Sixth Man of the Year
There are a lot of well-established sixth men like Jamal Crawford, Andre Iguodala and Lou Williams, but I’m going with a new member of the bench mob, Cleveland’s J.R. Smith. Shooters shoot, and Smith is just that. With Dwyane Wade moving into the starting lineup, Smith will become the Cavaliers’ top scorer on the second unit. Smith, who has improved his defense in Cleveland, hasn’t met a shot he doesn’t like or a shot he can’t make. His minutes might dip, but I expect him to be a bigger part of the offense while he’s on the floor.
Most Improved Player
Gordon Hayward’s decision to leave Utah for Boston should open up enough extra shots for Rodney Hood to take a big step forward this season. He’s steadily increased his scoring average from 14.7 points per game as a rookie to 16.9 last year while losing some time to injury. Teaming with passing extraordinaire Ricky Rubio should ensure Hood will have no shortages of opportunities to push that scoring average north of 20 points per game in his fourth year in the league.
Coach of the Year
After leading Minnesota to 31 wins a year ago, expect Tom Thibodeau and the Timberwolves to take a big step forward in his second season. Thibodeau knows Jimmy Butler well and should have enough depth to make a 15- go 20-win improvement this season. Other options include Jason Kidd, who could lead the Bucks to a similar rise, and Boston’s Brad Stevens, who probably gets the nod if he can lead the new-look Celtics to the finals.
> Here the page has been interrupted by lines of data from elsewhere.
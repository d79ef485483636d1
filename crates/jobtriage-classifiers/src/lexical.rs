//! Lexical signal matcher (Tier 1)
//!
//! Compiles a [`SignalTable`] into a single Aho-Corasick automaton and scores
//! a description by the signals it contains. Matching is pure and synchronous:
//! the same description always yields the same result.

use crate::signals::{normalize, SignalTable};
use aho_corasick::{AhoCorasick, MatchKind};
use jobtriage_core::{ClassificationResult, Error, RecommendedRoute, Result, TrafficLight};

const CATALOG_CONFIDENCE: u32 = 90;
const CATALOG_AMBER_PENALTY: u32 = 10;
const CATALOG_GREEN_BONUS: u32 = 5;

const RED_BASE: u32 = 60;
const RED_STEP: u32 = 10;
const RED_CAP: u32 = 95;

const AMBER_BASE: u32 = 45;
const AMBER_STEP: u32 = 10;
const AMBER_CAP: u32 = 65;

const GREEN_BASE: u32 = 70;
const GREEN_STEP: u32 = 5;
const GREEN_CAP: u32 = 85;

/// Confidence when no signal fires at all
const UNRECOGNISED_CONFIDENCE: u8 = 40;

#[derive(Debug, Clone)]
struct CompiledSignal {
    phrase: String,
    light: TrafficLight,
    weight: u8,
    requires_visit: bool,
}

#[derive(Debug, Clone, Copy)]
struct Hit {
    start: usize,
    end: usize,
    signal: usize,
}

/// Fast keyword matcher over red, amber and green signal sets
pub struct LexicalMatcher {
    automaton: AhoCorasick,
    signals: Vec<CompiledSignal>,
}

impl LexicalMatcher {
    /// Compile a signal table. Fails if the table does not validate.
    pub fn new(table: SignalTable) -> Result<Self> {
        table.validate()?;

        let mut signals = Vec::with_capacity(table.len());
        for light in [TrafficLight::Red, TrafficLight::Amber, TrafficLight::Green] {
            for entry in table.entries(light) {
                signals.push(CompiledSignal {
                    phrase: normalize(&entry.phrase),
                    light,
                    weight: entry.weight,
                    requires_visit: entry.requires_visit,
                });
            }
        }

        let automaton = AhoCorasick::builder()
            .ascii_case_insensitive(true)
            .match_kind(MatchKind::Standard)
            .build(signals.iter().map(|s| s.phrase.as_str()))
            .map_err(|e| Error::classifier(format!("Failed to build signal matcher: {}", e)))?;

        Ok(Self { automaton, signals })
    }

    /// Matcher over the built-in signal table
    pub fn builtin() -> Result<Self> {
        Self::new(SignalTable::builtin())
    }

    /// Number of compiled phrases
    pub fn signal_count(&self) -> usize {
        self.signals.len()
    }

    /// Classify a description by its lexical signals.
    ///
    /// Decision order: blank text is an ambiguous amber; any red signal refers
    /// to a specialist even when the catalog matched; a catalog match is
    /// green; amber signals, or no signals at all, are amber; green signals
    /// alone are green.
    pub fn tier1_keyword_match(&self, description: &str, catalog_matched: bool) -> ClassificationResult {
        if description.trim().is_empty() {
            let mut result = ClassificationResult::lexical(TrafficLight::Amber, 0);
            result.needs_review = true;
            return result;
        }

        let text = normalize(description);
        let hits = self.find_signals(&text);
        let tally = Tally::collect(&self.signals, &hits);

        let mut result = if !tally.red.is_empty() {
            let confidence = (RED_BASE + RED_STEP * tally.red_weight).min(RED_CAP);
            let mut result = ClassificationResult::lexical(TrafficLight::Red, confidence as u8);
            result.needs_specialist = true;
            result
        } else if catalog_matched {
            let mut confidence = CATALOG_CONFIDENCE;
            if !tally.amber.is_empty() {
                confidence -= CATALOG_AMBER_PENALTY;
            }
            if !tally.green.is_empty() {
                confidence += CATALOG_GREEN_BONUS;
            }
            ClassificationResult::lexical(TrafficLight::Green, confidence as u8)
        } else if !tally.amber.is_empty() {
            let confidence = (AMBER_BASE + AMBER_STEP * tally.amber.len() as u32).min(AMBER_CAP);
            let mut result = ClassificationResult::lexical(TrafficLight::Amber, confidence as u8);
            if tally.requires_visit {
                result.recommended_route = RecommendedRoute::Visit;
            }
            result
        } else if !tally.green.is_empty() {
            let confidence = (GREEN_BASE + GREEN_STEP * tally.green.len() as u32).min(GREEN_CAP);
            ClassificationResult::lexical(TrafficLight::Green, confidence as u8)
        } else {
            let mut result = ClassificationResult::lexical(TrafficLight::Amber, UNRECOGNISED_CONFIDENCE);
            result.needs_review = true;
            result
        };

        result.signals = tally.into_signals(&self.signals);
        result
    }

    /// Word-boundary matches with contained matches removed, in text order.
    ///
    /// A red hit is only dropped when a longer red phrase covers it, so a
    /// custom green or amber phrase can never hide a red word.
    fn find_signals(&self, text: &str) -> Vec<Hit> {
        let mut candidates: Vec<Hit> = self
            .automaton
            .find_overlapping_iter(text)
            .filter(|m| on_word_boundary(text, m.start(), m.end()))
            .map(|m| Hit {
                start: m.start(),
                end: m.end(),
                signal: m.pattern().as_usize(),
            })
            .collect();

        // Earliest start first, longest first among equal starts; any earlier
        // kept hit then starts at or before the current one
        candidates.sort_unstable_by(|a, b| a.start.cmp(&b.start).then(b.end.cmp(&a.end)));

        let mut kept = Vec::with_capacity(candidates.len());
        let mut covered_to = 0;
        let mut red_covered_to = 0;
        for hit in candidates {
            let red = self.signals[hit.signal].light == TrafficLight::Red;
            let limit = if red { red_covered_to } else { covered_to };
            if hit.end <= limit {
                continue;
            }

            covered_to = covered_to.max(hit.end);
            if red {
                red_covered_to = red_covered_to.max(hit.end);
            }
            kept.push(hit);
        }

        kept
    }
}

impl std::fmt::Debug for LexicalMatcher {
    fn fmt(&self, f: &mut std::fmt::Formatter<'_>) -> std::fmt::Result {
        f.debug_struct("LexicalMatcher")
            .field("signals", &self.signals.len())
            .finish()
    }
}

fn on_word_boundary(text: &str, start: usize, end: usize) -> bool {
    let before = text[..start].chars().next_back();
    let after = text[end..].chars().next();
    !before.is_some_and(char::is_alphanumeric) && !after.is_some_and(char::is_alphanumeric)
}

/// Distinct phrases per light, each in order of first occurrence
#[derive(Default)]
struct Tally {
    red: Vec<usize>,
    amber: Vec<usize>,
    green: Vec<usize>,
    red_weight: u32,
    requires_visit: bool,
}

impl Tally {
    fn collect(signals: &[CompiledSignal], hits: &[Hit]) -> Self {
        let mut tally = Self::default();

        for hit in hits {
            let signal = &signals[hit.signal];
            let bucket = match signal.light {
                TrafficLight::Red => &mut tally.red,
                TrafficLight::Amber => &mut tally.amber,
                TrafficLight::Green => &mut tally.green,
            };
            if bucket.contains(&hit.signal) {
                continue;
            }
            bucket.push(hit.signal);

            match signal.light {
                TrafficLight::Red => tally.red_weight += u32::from(signal.weight),
                TrafficLight::Amber => tally.requires_visit |= signal.requires_visit,
                TrafficLight::Green => {}
            }
        }

        tally
    }

    fn into_signals(self, signals: &[CompiledSignal]) -> Vec<String> {
        self.red
            .into_iter()
            .chain(self.amber)
            .chain(self.green)
            .map(|i| signals[i].phrase.clone())
            .collect()
    }
}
Defensive Player of the Year
Since Kevin Durant joined the squad, all the Warriors need Draymond Green to do is defend, and that’s where he’s at his best. He won the award last year, and should have no problem repeating. This seems like one of the safer picks. Rudy Gobert is another popular pick, but if I’m going with someone other than Green, it’s Giannis Antetokounmpo.
Most Valuable Player
It’s Kawhi Leonard’s time to take another step forward and cement his status as the league’s best two-way player, as long as his quad injury doesn’t become a bigger problem. Leonard likely won’t say as much, but I believe his exit from last year’s playoffs with an injury has eaten at him since.
Last year, we saw Steph Curry and Kevin Durant hurt each other’s chances at the award. This year, I think we see the same thing with George and Anthony bringing Westbrook’s numbers down a bit, while James Harden has his campaign hindered by Chris Paul’s arrival.
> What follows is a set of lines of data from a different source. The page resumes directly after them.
//! Configuration for the classification tiers

use crate::signals::SignalTable;
use jobtriage_core::{Error, Result};
use serde::{Deserialize, Serialize};
use std::path::PathBuf;
use std::time::Duration;

/// Tier 1 confidence below which a job is escalated to Tier 2
pub const DEFAULT_ESCALATION_THRESHOLD: u8 = 70;

/// Tier 2 request deadline
pub const DEFAULT_TIER2_TIMEOUT_MS: u64 = 4000;

/// Configuration for the classifier stack
#[derive(Debug, Clone, PartialEq, Eq, Serialize, Deserialize)]
pub struct ClassifierConfig {
    /// Tier 1 results below this confidence (0-100) are escalated
    #[serde(default = "default_escalation_threshold")]
    pub escalation_threshold: u8,

    /// Optional YAML signal table; the built-in table is used when absent
    #[serde(default)]
    pub signals_path: Option<PathBuf>,

    /// Tier 2 backend settings
    #[serde(default)]
    pub tier2: SemanticConfig,
}

/// Tier 2 (language model) settings
#[derive(Debug, Clone, PartialEq, Eq, Serialize, Deserialize)]
pub struct SemanticConfig {
    /// Master switch; off by default so a bare install makes no API calls
    #[serde(default)]
    pub enabled: bool,

    /// Base URL of an OpenAI-compatible server
    #[serde(default = "default_base_url")]
    pub base_url: String,

    /// Model name
    #[serde(default = "default_model")]
    pub model: String,

    /// Environment variable holding the API key
    #[serde(default = "default_api_key_env")]
    pub api_key_env: Option<String>,

    /// Per-request deadline in milliseconds
    #[serde(default = "default_timeout_ms")]
    pub timeout_ms: u64,
}

fn default_escalation_threshold() -> u8 {
    DEFAULT_ESCALATION_THRESHOLD
}

fn default_base_url() -> String {
    "https://api.openai.com".to_string()
}

fn default_model() -> String {
    "gpt-4o-mini".to_string()
}

fn default_api_key_env() -> Option<String> {
    Some("OPENAI_API_KEY".to_string())
}

fn default_timeout_ms() -> u64 {
    DEFAULT_TIER2_TIMEOUT_MS
}

impl Default for SemanticConfig {
    fn default() -> Self {
        Self {
            enabled: false,
            base_url: default_base_url(),
            model: default_model(),
            api_key_env: default_api_key_env(),
            timeout_ms: default_timeout_ms(),
        }
    }
}

impl Default for ClassifierConfig {
    fn default() -> Self {
        Self {
            escalation_threshold: DEFAULT_ESCALATION_THRESHOLD,
            signals_path: None,
            tier2: SemanticConfig::default(),
        }
    }
}

impl ClassifierConfig {
    /// Load from YAML string
    pub fn from_yaml(yaml: &str) -> Result<Self> {
        let config: Self = serde_yaml::from_str(yaml)
            .map_err(|e| Error::config(format!("Invalid classifier config: {}", e)))?;
        config.validate()?;
        Ok(config)
    }

    /// Load from file
    pub fn from_file(path: impl AsRef<std::path::Path>) -> Result<Self> {
        let content = std::fs::read_to_string(path)?;
        Self::from_yaml(&content)
    }

    /// Check value ranges
    pub fn validate(&self) -> Result<()> {
        if self.escalation_threshold > 100 {
            return Err(Error::config(format!(
                "escalation_threshold must be 0-100, got {}",
                self.escalation_threshold
            )));
        }
        if self.tier2.timeout_ms == 0 {
            return Err(Error::config("tier2.timeout_ms must be greater than zero"));
        }
        if self.tier2.enabled && self.tier2.base_url.trim().is_empty() {
            return Err(Error::config("tier2.base_url is required when tier2 is enabled"));
        }
        Ok(())
    }

    /// Load the configured signal table, or the built-in one
    pub fn signal_table(&self) -> Result<SignalTable> {
        match &self.signals_path {
            Some(path) => SignalTable::from_file(path).map_err(|e| {
                Error::config(format!("Failed to load signals from {}: {}", path.display(), e))
            }),
            None => Ok(SignalTable::builtin()),
        }
    }

    /// Tier 2 deadline as a duration
    pub fn tier2_timeout(&self) -> Duration {
        Duration::from_millis(self.tier2.timeout_ms)
    }
}

#[cfg(test)]
mod tests {
    use super::*;
    use std::io::Write;

    #[test]
    fn test_defaults() {
        let config = ClassifierConfig::default();
        assert_eq!(config.escalation_threshold, 70);
        assert!(!config.tier2.enabled);
        assert_eq!(config.tier2_timeout(), Duration::from_secs(4));
        assert_eq!(config.tier2.api_key_env.as_deref(), Some("OPENAI_API_KEY"));
    }

    #[test]
    fn test_parse_partial_yaml() {
        let yaml = r#"
escalation_threshold: 60
tier2:
  enabled: true
  base_url: http://localhost:8000
  model: llama3.2
"#;

        let config = ClassifierConfig::from_yaml(yaml).unwrap();
        assert_eq!(config.escalation_threshold, 60);
        assert!(config.tier2.enabled);
        assert_eq!(config.tier2.model, "llama3.2");
        assert_eq!(config.tier2.timeout_ms, DEFAULT_TIER2_TIMEOUT_MS);
    }

    #[test]
    fn test_rejects_invalid_values() {
        assert!(ClassifierConfig::from_yaml("escalation_threshold: 101").is_err());
        assert!(ClassifierConfig::from_yaml("tier2:\n  timeout_ms: 0").is_err());
        assert!(ClassifierConfig::from_yaml("escalation_threshold: -1").is_err());
    }

    #[test]
    fn test_signal_table_from_file() {
        let mut file = tempfile::NamedTempFile::new().unwrap();
        writeln!(file, "red:\n  - sewage\ngreen:\n  - doorbell").unwrap();

        let config = ClassifierConfig {
            signals_path: Some(file.path().to_path_buf()),
            ..Default::default()
        };

        let table = config.signal_table().unwrap();
        assert_eq!(table.len(), 2);
    }

    #[test]
    fn test_missing_signal_file_is_config_error() {
        let config = ClassifierConfig {
            signals_path: Some(PathBuf::from("/nonexistent/signals.yaml")),
            ..Default::default()
        };
        assert!(matches!(config.signal_table(), Err(Error::Config(_))));
    }
}
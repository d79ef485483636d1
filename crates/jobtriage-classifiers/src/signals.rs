//! Weighted signal tables for the lexical tier
//!
//! A [`SignalTable`] holds the red, amber and green phrase sets the lexical
//! matcher compiles. Tables are plain values: build the built-in one with
//! [`SignalTable::builtin`], or load a replacement from YAML, and hand it to
//! [`LexicalMatcher::new`](crate::lexical::LexicalMatcher::new).
//!
//! Weights express specificity. A generic word such as "boiler" carries
//! weight 1; an explicit phrase such as "gas leak" carries weight 3.

use jobtriage_core::{Error, Result, TrafficLight};
use serde::{Deserialize, Serialize};
use std::collections::HashSet;
use std::path::Path;

/// Weight for a generic, single-word signal
pub const GENERIC: u8 = 1;

/// Weight for an explicit, unambiguous phrase
pub const EXPLICIT: u8 = 3;

/// A single phrase in a signal table
#[derive(Debug, Clone, PartialEq, Eq, Serialize, Deserialize)]
#[serde(from = "RawSignalEntry")]
pub struct SignalEntry {
    /// Phrase to match (case-insensitive, on word boundaries)
    pub phrase: String,

    /// Specificity weight, at least 1
    pub weight: u8,

    /// Amber only: the job needs someone on site, not just a video
    pub requires_visit: bool,
}

impl SignalEntry {
    /// Create an entry with the given weight
    pub fn new(phrase: impl Into<String>, weight: u8) -> Self {
        Self {
            phrase: phrase.into(),
            weight,
            requires_visit: false,
        }
    }

    /// Mark this entry as needing a site visit
    pub fn with_visit(mut self) -> Self {
        self.requires_visit = true;
        self
    }
}

/// Entry as written in YAML: either a bare phrase or a full mapping
#[derive(Debug, Clone, Deserialize)]
#[serde(untagged)]
enum RawSignalEntry {
    Phrase(String),
    Full {
        phrase: String,
        #[serde(default = "default_weight")]
        weight: u8,
        #[serde(default, alias = "requiresVisit")]
        requires_visit: bool,
    },
}

impl From<RawSignalEntry> for SignalEntry {
    fn from(raw: RawSignalEntry) -> Self {
        match raw {
            RawSignalEntry::Phrase(phrase) => SignalEntry::new(phrase, GENERIC),
            RawSignalEntry::Full {
                phrase,
                weight,
                requires_visit,
            } => SignalEntry {
                phrase,
                weight,
                requires_visit,
            },
        }
    }
}

fn default_weight() -> u8 {
    GENERIC
}

/// Red, amber and green phrase sets
#[derive(Debug, Clone, PartialEq, Eq, Serialize, Deserialize)]
pub struct SignalTable {
    /// Specialist or high-complexity triggers
    #[serde(default)]
    pub red: Vec<SignalEntry>,

    /// Vague or multi-symptom language that needs an assessment
    #[serde(default)]
    pub amber: Vec<SignalEntry>,

    /// Specific, bounded, historically safe tasks
    #[serde(default)]
    pub green: Vec<SignalEntry>,
}

impl SignalTable {
    /// The built-in UK home-services table
    pub fn builtin() -> Self {
        let mut red = weighted(
            EXPLICIT,
            &[
                "gas leak",
                "gas leaking",
                "smell of gas",
                "smell gas",
                "smells of gas",
                "gas smell",
                "carbon monoxide",
                "co alarm",
                "structural crack",
                "structural cracks",
                "subsidence",
                "load bearing",
                "load-bearing",
                "supporting wall",
                "asbestos",
                "artex",
                "rewire",
                "rewiring",
                "consumer unit",
                "fuse box",
                "fuse board",
                "sparking",
                "burning smell",
                "exposed wires",
                "exposed wiring",
                "no power",
                "power keeps tripping",
                "all the sockets",
                "electrics keep tripping",
                "damp to the touch",
                "wet to the touch",
                "peeling paint from damp",
                "paint peeling from damp",
                "rising damp",
                "roof leak",
                "leaking roof",
                "roof is leaking",
                "chimney stack",
                "collapsed ceiling",
                "ceiling collapse",
                "ceiling has collapsed",
                "sagging ceiling",
            ],
        );
        red.extend(weighted(
            GENERIC,
            &[
                "gas",
                "boiler",
                "roof",
                "chimney",
                "structural",
                "electrics",
                "wiring",
                "tripping",
                "flue",
            ],
        ));

        let mut amber = weighted(
            GENERIC,
            &[
                "leak",
                "leaks",
                "leaking",
                "damp",
                "mould",
                "mouldy",
                "mold",
                "moldy",
                "crack",
                "cracks",
                "cracked",
                "condensation",
                "water stain",
                "stain on the ceiling",
                "blocked",
                "drain",
                "drains",
                "rot",
                "rotten",
                "woodworm",
                "noise",
                "noisy",
                "not sure what's wrong",
                "not sure what is wrong",
                "don't know what's wrong",
                "no idea what's wrong",
                "something wrong",
                "keeps happening",
                "on and off",
                "intermittent",
                "a few things",
                "several things",
                "various jobs",
            ],
        );
        amber.extend(
            [
                "whole house",
                "throughout the house",
                "several rooms",
                "multiple rooms",
                "extension",
                "loft conversion",
                "kitchen refit",
                "bathroom refit",
            ]
            .into_iter()
            .map(|phrase| SignalEntry::new(phrase, GENERIC).with_visit()),
        );

        let green = weighted(
            GENERIC,
            &[
                "dripping tap",
                "leaky tap",
                "leaking tap",
                "tap washer",
                "replace a tap",
                "replace tap",
                "hang",
                "hanging",
                "mount",
                "mounting",
                "tv bracket",
                "shelf",
                "shelves",
                "picture",
                "pictures",
                "mirror",
                "curtain pole",
                "curtain rail",
                "blinds",
                "flat pack",
                "flat-pack",
                "flatpack",
                "assemble",
                "assembly",
                "toilet seat",
                "door handle",
                "door handles",
                "lock",
                "door lock",
                "change a lock",
                "light bulb",
                "smoke alarm battery",
                "reseal bath",
                "silicone",
                "sealant",
            ],
        );

        Self { red, amber, green }
    }

    /// Load from YAML string
    pub fn from_yaml(yaml: &str) -> Result<Self> {
        let table: Self = serde_yaml::from_str(yaml)
            .map_err(|e| Error::config(format!("Invalid signal table: {}", e)))?;
        table.validate()?;
        Ok(table)
    }

    /// Load from file
    pub fn from_file(path: impl AsRef<Path>) -> Result<Self> {
        let content = std::fs::read_to_string(path.as_ref())?;
        Self::from_yaml(&content)
    }

    /// Entries for one traffic light
    pub fn entries(&self, light: TrafficLight) -> &[SignalEntry] {
        match light {
            TrafficLight::Red => &self.red,
            TrafficLight::Amber => &self.amber,
            TrafficLight::Green => &self.green,
        }
    }

    /// Total number of phrases across all lights
    pub fn len(&self) -> usize {
        self.red.len() + self.amber.len() + self.green.len()
    }

    /// True when no phrases are configured at all
    pub fn is_empty(&self) -> bool {
        self.len() == 0
    }

    /// Reject blank phrases, zero weights and duplicates across lights
    pub fn validate(&self) -> Result<()> {
        let mut seen = HashSet::new();

        for light in [TrafficLight::Red, TrafficLight::Amber, TrafficLight::Green] {
            for entry in self.entries(light) {
                let phrase = normalize(&entry.phrase);
                if phrase.is_empty() {
                    return Err(Error::config(format!("Blank {} signal phrase", light)));
                }
                if entry.weight == 0 {
                    return Err(Error::config(format!(
                        "Signal '{}' has zero weight",
                        entry.phrase
                    )));
                }
                if !seen.insert(phrase) {
                    return Err(Error::config(format!(
                        "Signal '{}' appears more than once",
                        entry.phrase
                    )));
                }
            }
        }

        Ok(())
    }
}

impl Default for SignalTable {
    fn default() -> Self {
        Self::builtin()
    }
}

/// Lowercase, collapse whitespace runs and fold typographic apostrophes.
///
/// Applied to both phrases and descriptions so they compare the way they match.
pub(crate) fn normalize(text: &str) -> String {
    text.split_whitespace()
        .collect::<Vec<_>>()
        .join(" ")
        .to_lowercase()
        .replace(['\u{2018}', '\u{2019}', '\u{02BC}'], "'")
}

fn weighted(weight: u8, phrases: &[&str]) -> Vec<SignalEntry> {
    phrases
        .iter()
        .map(|phrase| SignalEntry::new(*phrase, weight))
        .collect()
}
If you want to take more of a flier, you could do worse than Washington’s John Wall - another great two-way player - or Anthony Davis, provided he plays for most of the season.
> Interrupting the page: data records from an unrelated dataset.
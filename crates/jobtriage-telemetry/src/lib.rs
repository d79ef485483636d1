//! Job Triage Telemetry
//!
//! Provides:
//! - Lock-free triage counters with derived escalation, fallback and
//!   referral rates
//! - A bounded, hash-chained log of call-level decisions

pub mod audit;
pub mod metrics;

pub use audit::{DecisionLog, DecisionRecord};
pub use metrics::{MetricsSnapshot, TriageMetrics};

/// Prelude for convenient imports
pub mod prelude {
    pub use crate::audit::{DecisionLog, DecisionRecord};
    pub use crate::metrics::{MetricsSnapshot, TriageMetrics};
}
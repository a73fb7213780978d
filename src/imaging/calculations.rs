//! Pure calculation functions for image dimensions.
//!
//! All functions here are pure and testable without any I/O or images.

/// Calculate the dimensions that fit `source` inside a `max_width` × `max_height` box.
///
/// Never upscales: a source that already fits is returned unchanged. Otherwise
/// both axes are divided by the larger of the two overflow ratios, so the
/// aspect ratio is preserved to within one pixel of rounding.
///
/// Returns `None` for a zero-area source or a box that is not positive and finite.
///
/// # Examples
/// ```
/// # use bytefit::imaging::calculate_fit_dimensions;
/// // Width-bound: 4000/720 = 5.56 beats 3000/960 = 3.13
/// assert_eq!(calculate_fit_dimensions((4000, 3000), 720.0, 960.0), Some((720, 540)));
///
/// // Already fits: no upscaling
/// assert_eq!(calculate_fit_dimensions((500, 500), 720.0, 960.0), Some((500, 500)));
/// ```
pub fn calculate_fit_dimensions(
    source: (u32, u32),
    max_width: f32,
    max_height: f32,
) -> Option<(u32, u32)> {
    let (src_w, src_h) = source;
    if src_w == 0 || src_h == 0 {
        return None;
    }
    if !is_positive_bound(max_width) || !is_positive_bound(max_height) {
        return None;
    }

    let width_ratio = src_w as f64 / max_width as f64;
    let height_ratio = src_h as f64 / max_height as f64;

    if width_ratio <= 1.0 && height_ratio <= 1.0 {
        return Some((src_w, src_h));
    }

    let scale = width_ratio.max(height_ratio);
    let w = fit_axis(src_w, scale, max_width);
    let h = fit_axis(src_h, scale, max_height);
    Some((w, h))
}

fn is_positive_bound(bound: f32) -> bool {
    bound.is_finite() && bound > 0.0
}

/// Divide one axis by `scale`, round, and keep it inside `[1, floor(bound)]`.
fn fit_axis(len: u32, scale: f64, bound: f32) -> u32 {
    let scaled = (len as f64 / scale).round() as u32;
    let ceiling = (bound.floor() as u32).max(1);
    scaled.clamp(1, ceiling)
}

/// Calculate the dimensions for halving an image, preserving aspect ratio.
///
/// Re-runs [`calculate_fit_dimensions`] with a box half the current size.
/// Returns `None` for a zero-area input.
pub fn calculate_halved_dimensions(current: (u32, u32)) -> Option<(u32, u32)> {
    let (w, h) = current;
    calculate_fit_dimensions(current, w as f32 / 2.0, h as f32 / 2.0)
}
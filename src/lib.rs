//! # bytefit
//!
//! Shrink images until they fit a byte budget. Each input is scaled to fit a
//! pixel box, optionally stamped with a text watermark, then re-encoded with
//! decreasing quality and, if that is not enough, at halved dimensions until
//! the file is at most `max_size_kb` KiB.
//!
//! ```text
//! source ─▶ decode ─▶ scale to box ─▶ watermark? ─▶ encode ⇄ shrink ─▶ atomic write
//! ```
//!
//! # Module Map
//!
//! | Module | Role |
//! |--------|------|
//! | [`imaging`] | Pure-Rust pixel work: fit math, resample, watermark, encode, the budget loop |
//! | [`config`] | `CompressionConfig`: defaults, fluent builder, `bytefit.toml` loading and validation |
//! | [`naming`] | Output file names and destination directory creation |
//! | [`compress`] | The [`Compressor`](compress::Compressor): one image in, one artifact out |
//! | [`batch`] | Many images in parallel with progress events |
//! | [`output`] | CLI output formatting |
//!
//! # Design Decisions
//!
//! ## Deterministic Output
//!
//! The budget loop's choices depend only on the input pixels, the
//! configuration, and the measured sizes of its own encodings. Encoders are
//! pure functions of (pixels, format, quality), so running the same image
//! through the same configuration twice produces byte-identical files.
//!
//! ## Unreachable Budgets Are Not Errors
//!
//! Some images cannot be squeezed under a tiny budget before they become
//! uselessly small. The loop gives up at a minimum edge length or an attempt
//! cap and writes the smallest encoding it produced, flagged
//! [`BudgetOutcome::Unattainable`](imaging::BudgetOutcome::Unattainable).
//! `--strict` on the CLI, or
//! [`CompressedFile::require_budget`](compress::CompressedFile::require_budget)
//! in code, turns that into a failure.
//!
//! ## No Shared State
//!
//! A [`Compressor`](compress::Compressor) is an ordinary value holding an
//! immutable configuration. Create one per configuration and share it by
//! reference; the batch runner does exactly that across rayon workers.
//!
//! ## Pure-Rust Imaging
//!
//! Decoding, resampling, and encoding use the `image` crate; text rendering
//! uses `imageproc` with `ab_glyph`. No system libraries are required.

pub mod batch;
pub mod compress;
pub mod config;
pub mod imaging;
pub mod naming;
pub mod output;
Best hooper/rapper combination
Since the days of Shaquille O’Neal and Master P, basketball players have wanted to be rappers, and rappers have dreamed of being hoopers. I guess that means everyone wants to be Damian Lillard. He released a full-length album “Confirmed” under his rap pseudonym Dame D.O.L.L.A. It’s quite a bit better than I expected. Honorable mention to Iman Shumpert.